A solar flare of class X2.8, the strongest category our star can produce, erupted from an active sunspot region known as AR 3514 on December 14. This flare is the strongest that we have observed for the current solar cycle and the strongest since the September 2017 X8.2 flare.
A moderate radio blackout that affected mostly South America resulted from the incident, lasting two hours and causing a temporary deterioration or total loss of radio signals in high frequencies.
Concurrently, the Sun generated a coronal mass ejection, or CME, which shot billions of tons of plasma and magnetic field into the Solar System, showering solar particles everywhere it went.
And maybe some of it is going to Earth. We might be in for a moderate geomagnetic storm if it is, as organizations like the NOAA are now looking into.
First off, there’s no reason to be alarmed. Despite its strength, the flare was pointing somewhat away from Earth rather than directly toward it, suggesting that the impact might only be glancing. It may perhaps not hit at all. Though analysis is still underway, the UK Met Office predicts that if it does make landfall, it would likely occur on December 17 and could produce a minor geomagnetic storm.
However, there might be some activity sooner. The Space Weather Prediction Center of NOAA states that a smaller CME that erupted on December 13 will arrive at Earth first.
This is what that implies. When a surge of solar particles strikes Earth’s magnetic field, it causes a geomagnetic storm. Owing to the lengthy travel period of these particles, the storm may develop many days following the discharge of the CME.
This has a number of repercussions, the severity of which increases with the storm’s intensity. There are five levels; the two mildest are G1 and G2, which stand for minor and moderate.
Power grid fluctuations could occur as a result of solar particle interactions with Earth’s magnetic field, which can produce electrical currents that run through power networks. Certain satellites could need to adjust their route because of potential changes in the low Earth orbit environment that could affect how much drag a spacecraft experiences. There could also be a break in radio transmissions.
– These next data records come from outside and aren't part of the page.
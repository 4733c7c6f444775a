//! Fixture-driven execution backend.
//!
//! Serves two jobs: the registered fallback when no real backend can reach
//! a target, and the deterministic test double for everything above the
//! backend contract. Responses are pre-configured per host through the
//! builder; call counts are tracked for assertions.

use async_trait::async_trait;
use std::collections::HashMap;
use std::sync::{Arc, Mutex};
use tokio::time::Duration;

use vcheck_common::checks::{BackendKind, CheckDefinition, CheckKind};
use vcheck_common::error::BackendError;
use vcheck_common::inventory::{Host, Target};
use vcheck_common::paths::PathObservation;

use super::{BackendSession, CheckPayload, Credentials, ExecutionBackend};

/// Pre-configured behavior for one host.
#[derive(Debug, Clone, Default)]
struct HostFixture {
    paths: Vec<PathObservation>,
    metrics: HashMap<String, f64>,
    /// Fail `run_check` with this transport error.
    failure: Option<String>,
    /// Delay before answering, for timeout tests.
    delay_ms: u64,
}

/// Simulated backend with canned per-host responses.
pub struct SimulatedBackend {
    available: bool,
    hosts: HashMap<String, HostFixture>,
    /// Target URLs whose `connect` is rejected.
    connect_failures: HashMap<String, String>,
    call_counts: Arc<Mutex<HashMap<String, usize>>>,
}

impl SimulatedBackend {
    /// Number of `run_check` calls made against one host.
    pub fn call_count(&self, host_id: &str) -> usize {
        self.call_counts
            .lock()
            .unwrap()
            .get(host_id)
            .copied()
            .unwrap_or(0)
    }

    pub fn total_calls(&self) -> usize {
        self.call_counts.lock().unwrap().values().sum()
    }
}

#[async_trait]
impl ExecutionBackend for SimulatedBackend {
    fn kind(&self) -> BackendKind {
        BackendKind::Simulated
    }

    fn is_available(&self) -> bool {
        self.available
    }

    async fn connect(
        &self,
        target: &Target,
        _credentials: &Credentials,
    ) -> Result<BackendSession, BackendError> {
        if let Some(message) = self.connect_failures.get(&target.url) {
            return Err(BackendError::Transport(message.clone()));
        }
        Ok(BackendSession::new(BackendKind::Simulated, &target.url))
    }

    async fn run_check(
        &self,
        _session: &BackendSession,
        host: &Host,
        definition: &CheckDefinition,
    ) -> Result<CheckPayload, BackendError> {
        {
            let mut counts = self.call_counts.lock().unwrap();
            *counts.entry(host.id.clone()).or_insert(0) += 1;
        }

        let fixture = self
            .hosts
            .get(&host.id)
            .ok_or_else(|| BackendError::Transport(format!("no data for host {}", host.id)))?;

        if fixture.delay_ms > 0 {
            tokio::time::sleep(Duration::from_millis(fixture.delay_ms)).await;
        }
        if let Some(message) = &fixture.failure {
            return Err(BackendError::Transport(message.clone()));
        }

        match definition.kind {
            CheckKind::StoragePaths => Ok(CheckPayload::StoragePaths(fixture.paths.clone())),
            CheckKind::Metric => {
                let name = definition
                    .parameters
                    .get("metric")
                    .and_then(|m| m.as_str())
                    .ok_or_else(|| {
                        BackendError::Protocol("metric check without a 'metric' parameter".into())
                    })?;
                let value = fixture.metrics.get(name).copied().ok_or_else(|| {
                    BackendError::NotSupported(format!("metric '{}' not collected", name))
                })?;
                Ok(CheckPayload::Metric {
                    name: name.to_string(),
                    value,
                })
            }
        }
    }

    async fn disconnect(&self, _session: BackendSession) {}
}

/// Builder for [`SimulatedBackend`].
pub struct SimulatedBackendBuilder {
    available: bool,
    hosts: HashMap<String, HostFixture>,
    connect_failures: HashMap<String, String>,
}

impl SimulatedBackendBuilder {
    pub fn new() -> Self {
        Self {
            available: true,
            hosts: HashMap::new(),
            connect_failures: HashMap::new(),
        }
    }

    /// Canned path observations for a host.
    pub fn host_paths(mut self, host_id: &str, paths: Vec<PathObservation>) -> Self {
        self.hosts.entry(host_id.to_string()).or_default().paths = paths;
        self
    }

    /// Canned scalar metric for a host.
    pub fn host_metric(mut self, host_id: &str, name: &str, value: f64) -> Self {
        self.hosts
            .entry(host_id.to_string())
            .or_default()
            .metrics
            .insert(name.to_string(), value);
        self
    }

    /// Make every `run_check` against this host fail at the transport
    /// level.
    pub fn failing_host(mut self, host_id: &str, message: &str) -> Self {
        self.hosts.entry(host_id.to_string()).or_default().failure = Some(message.to_string());
        self
    }

    /// Delay answers from this host.
    pub fn slow_host(mut self, host_id: &str, delay_ms: u64) -> Self {
        self.hosts.entry(host_id.to_string()).or_default().delay_ms = delay_ms;
        self
    }

    /// Reject `connect` for a target URL.
    pub fn connect_failure(mut self, url: &str, message: &str) -> Self {
        self.connect_failures
            .insert(url.to_string(), message.to_string());
        self
    }

    /// Report the backend as unavailable to the registry.
    pub fn unavailable(mut self) -> Self {
        self.available = false;
        self
    }

    pub fn build(self) -> SimulatedBackend {
        SimulatedBackend {
            available: self.available,
            hosts: self.hosts,
            connect_failures: self.connect_failures,
            call_counts: Arc::new(Mutex::new(HashMap::new())),
        }
    }
}

impl Default for SimulatedBackendBuilder {
    fn default() -> Self {
        Self::new()
    }
}

#[cfg(test)]
mod tests {
    use super::*;
    use serde_json::json;
    use vcheck_common::checks::Severity;
    use vcheck_common::inventory::ConnectionState;
    use vcheck_common::paths::PathState;

    fn host(id: &str) -> Host {
        Host {
            id: id.to_string(),
            name: format!("esx-{}", id),
            cluster_id: None,
            target_id: Some("vc-1".to_string()),
            connection_state: ConnectionState::Connected,
            is_enabled: true,
        }
    }

    fn target(url: &str) -> Target {
        Target {
            id: "vc-1".to_string(),
            name: "prod-vc".to_string(),
            url: url.to_string(),
            username: "svc".to_string(),
            credential_ref: "cred-1".to_string(),
            backend_kind: BackendKind::Simulated,
            last_connected: None,
        }
    }

    fn paths_definition() -> CheckDefinition {
        CheckDefinition {
            id: "check-3".to_string(),
            category_id: "storage".to_string(),
            name: "iscsi-path-redundancy".to_string(),
            backend_kind: BackendKind::Simulated,
            kind: CheckKind::StoragePaths,
            default_severity: Severity::Critical,
            timeout_seconds: 30,
            is_enabled: true,
            parameters: json!({ "transport": "iscsi" }),
            thresholds: json!({ "max_dead_paths": 0 }),
        }
    }

    #[tokio::test]
    async fn test_canned_paths_round_trip() {
        let backend = SimulatedBackendBuilder::new()
            .host_paths(
                "host-7",
                vec![
                    PathObservation::new("vmhba64", "t1", 0, PathState::Active),
                    PathObservation::new("vmhba64", "t1", 1, PathState::Dead),
                ],
            )
            .build();

        let session = backend
            .connect(&target("https://vc.example"), &Credentials {
                username: "svc".into(),
                credential_ref: "cred-1".into(),
            })
            .await
            .unwrap();
        let payload = backend
            .run_check(&session, &host("host-7"), &paths_definition())
            .await
            .unwrap();

        match payload {
            CheckPayload::StoragePaths(obs) => assert_eq!(obs.len(), 2),
            _ => panic!("expected path payload"),
        }
        assert_eq!(backend.call_count("host-7"), 1);
    }

    #[tokio::test]
    async fn test_unknown_host_is_transport_error() {
        let backend = SimulatedBackendBuilder::new().build();
        let session = BackendSession::new(BackendKind::Simulated, "https://vc.example");
        let err = backend
            .run_check(&session, &host("ghost"), &paths_definition())
            .await
            .unwrap_err();
        assert!(matches!(err, BackendError::Transport(_)));
    }

    #[tokio::test]
    async fn test_connect_failure_injection() {
        let backend = SimulatedBackendBuilder::new()
            .connect_failure("https://down.example", "connection refused")
            .build();
        let err = backend
            .connect(&target("https://down.example"), &Credentials {
                username: "svc".into(),
                credential_ref: "cred-1".into(),
            })
            .await
            .unwrap_err();
        assert!(err.to_string().contains("connection refused"));
    }

    #[tokio::test]
    async fn test_missing_metric_is_capability_gap() {
        let backend = SimulatedBackendBuilder::new()
            .host_metric("host-7", "datastore_usage_pct", 71.0)
            .build();
        let session = BackendSession::new(BackendKind::Simulated, "https://vc.example");

        let mut def = paths_definition();
        def.kind = CheckKind::Metric;
        def.parameters = json!({ "metric": "cpu_ready_pct" });

        let err = backend
            .run_check(&session, &host("host-7"), &def)
            .await
            .unwrap_err();
        assert!(err.is_capability_gap());
    }
}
Aurora could also be a possibility. One tool for predicting auroral activity is a 10-point Kp index for geomagnetic activity.
The NOAA forecasts that on December 15 and 16, geomagnetic activity will reach Kp5. This implies that powerful auroral displays at high latitudes are likely to occur. To find out when the peaks will occur, you can consult Spaceweatherlive’s aurora forecast.
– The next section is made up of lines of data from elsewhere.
#[tokio::test]
async fn test_healthy_host_passes_end_to_end() {
    let dir = TempDir::new().unwrap();
    let backend = SimulatedBackendBuilder::new()
        .host_paths("host-7", iscsi_paths(2, 0))
        .build();
    let f = fixture_on(&dir, backend);
    seed_host(&f, "host-7", None, ConnectionState::Connected);
    seed_path_check(&f, "check-3", 0);

    let id = f
        .frontend
        .enqueue(
            CommandType::ExecuteCheck,
            json!({ "host_id": "host-7", "check_definition_id": "check-3" }),
        )
        .unwrap();
    f.dispatcher.run_cycle().await.unwrap();

    let row = f.frontend.get(&id).unwrap().unwrap();
    assert_eq!(row.status, CommandStatus::Completed);
    let result = row.result.unwrap();
    assert_eq!(result["status"], "passed");
    assert!(result["error_message"].is_null());

    // The attempt landed in the history exactly once.
    let history = f.checks.results_for("host-7", "check-3").unwrap();
    assert_eq!(history.len(), 1);
    assert_eq!(history[0].status, CheckStatus::Passed);
}

#[tokio::test]
async fn test_one_dead_path_fails_with_named_count() {
    let dir = TempDir::new().unwrap();
    let backend = SimulatedBackendBuilder::new()
        .host_paths("host-7", iscsi_paths(2, 1))
        .build();
    let f = fixture_on(&dir, backend);
    seed_host(&f, "host-7", None, ConnectionState::Connected);
    seed_path_check(&f, "check-3", 0);

    let id = f
        .frontend
        .enqueue(
            CommandType::ExecuteCheck,
            json!({ "host_id": "host-7", "check_definition_id": "check-3" }),
        )
        .unwrap();
    f.dispatcher.run_cycle().await.unwrap();

    let row = f.frontend.get(&id).unwrap().unwrap();
    assert_eq!(row.status, CommandStatus::Completed);
    let result = row.result.unwrap();
    assert_eq!(result["status"], "failed");
    assert!(result["error_message"]
        .as_str()
        .unwrap()
        .contains("1 dead path"));
    assert!(result["output"].as_str().unwrap().contains("-> DEAD"));
}
//! Terminal rendering helpers.

use chrono::Utc;
use owo_colors::OwoColorize;

use vcheck_common::command::{Command, CommandStatus};
use vcheck_common::command_queue::QueueCounts;
use vcheck_common::inventory::Target;
use vcheck_common::service_status::{Freshness, ServiceStatus};

pub fn print_service_status(status: Option<&ServiceStatus>, counts: &QueueCounts) {
    match status {
        None => {
            println!("{}", "Worker has never reported in.".red());
        }
        Some(status) => {
            let age = Utc::now() - status.last_heartbeat;
            let freshness = status.freshness(Utc::now());
            let band = match freshness {
                Freshness::Fresh => freshness.as_str().green().to_string(),
                Freshness::Aging => freshness.as_str().yellow().to_string(),
                Freshness::Stale => freshness.as_str().red().to_string(),
            };
            println!("Worker:    {} (v{})", status.status.bold(), status.version);
            println!(
                "Heartbeat: {}s ago ({})",
                age.num_seconds().max(0),
                band
            );
            println!("Active:    {} execution(s)", status.active_execution_count);
            if let Some(next) = status.next_scheduled_execution {
                println!("Next poll: {}", next.format("%H:%M:%S"));
            }
        }
    }
    println!(
        "Queue:     {} pending, {} processing, {} completed, {} failed",
        counts.pending, counts.processing, counts.completed, counts.failed
    );
}

pub fn print_command(command: &Command) {
    let status = match command.status {
        CommandStatus::Completed => command.status.as_str().green().to_string(),
        CommandStatus::Failed => command.status.as_str().red().to_string(),
        _ => command.status.as_str().yellow().to_string(),
    };
    println!("Command:   {}", command.id);
    println!("Type:      {}", command.command_type);
    println!("Status:    {}", status);
    println!("Created:   {}", command.created_at.format("%Y-%m-%d %H:%M:%S"));
    if let Some(processed) = command.processed_at {
        println!("Processed: {}", processed.format("%Y-%m-%d %H:%M:%S"));
    }
    if let Some(message) = &command.error_message {
        println!("Error:     {}", message.red());
    }
    if let Some(result) = &command.result {
        println!("{}", serde_json::to_string_pretty(result).unwrap_or_default());
    }
}

/// Render the payload of a completed `execute_check` command.
pub fn print_check_result(result: &serde_json::Value) {
    let status = result["status"].as_str().unwrap_or("unknown");
    let colored = match status {
        "passed" => status.green().to_string(),
        "failed" => status.red().to_string(),
        "skipped" => status.yellow().to_string(),
        _ => status.red().to_string(),
    };
    println!(
        "{} {} on {} ({} ms)",
        colored,
        result["check_definition_id"].as_str().unwrap_or("?"),
        result["host_id"].as_str().unwrap_or("?"),
        result["duration_ms"].as_u64().unwrap_or(0)
    );
    if let Some(message) = result["error_message"].as_str() {
        println!("  {}", message.red());
    }
    if let Some(output) = result["output"].as_str() {
        for line in output.lines() {
            println!("  {}", line);
        }
    }
}

/// Render the payload of a completed `execute_cluster_checks` command.
pub fn print_cluster_summary(result: &serde_json::Value) {
    println!(
        "Cluster {}: {} checks, {} passed, {} failed, {} errors, {} skipped",
        result["cluster_id"].as_str().unwrap_or("?"),
        result["total"],
        result["passed"].to_string().green(),
        result["failed"].to_string().red(),
        result["errors"].to_string().yellow(),
        result["skipped"],
    );
    if let Some(results) = result["results"].as_array() {
        for check in results {
            print_check_result(check);
        }
    }
}

pub fn print_targets(targets: &[Target]) {
    if targets.is_empty() {
        println!("No targets registered.");
        return;
    }
    for target in targets {
        let connected = match &target.last_connected {
            Some(at) => format!("last connected {}", at.format("%Y-%m-%d %H:%M")),
            None => "never connected".to_string(),
        };
        println!(
            "{}  {}  {} ({}, {})",
            target.id,
            target.name.bold(),
            target.url,
            target.backend_kind,
            connected
        );
    }
}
The Sun’s activity of this kind is somewhat typical. Its 11-year activity cycle is about to climax, which implies there will be an increase in sunspots, flares, and CMEs. The Sun’s magnetic field will reverse polarity at the top, sometimes referred to as solar maximum, and activity will begin to decrease. The exact moment of solar maximum is unknown; in fact, we probably won’t find out until after it has passed. As of right now, estimates put it as early as January 2024.
The region of AR 3514 has been relatively active. On the same day as the X-class flare, it also produced two M-class flares. It is the second-strongest class of solar flares. Though it’s less likely to affect Earth, we could yet see more activity from it; the area is presently rotating away from us and will soon vanish into the far side of the Sun.
But don’t worry. Before this solar cycle ends, there will undoubtedly be a great deal more.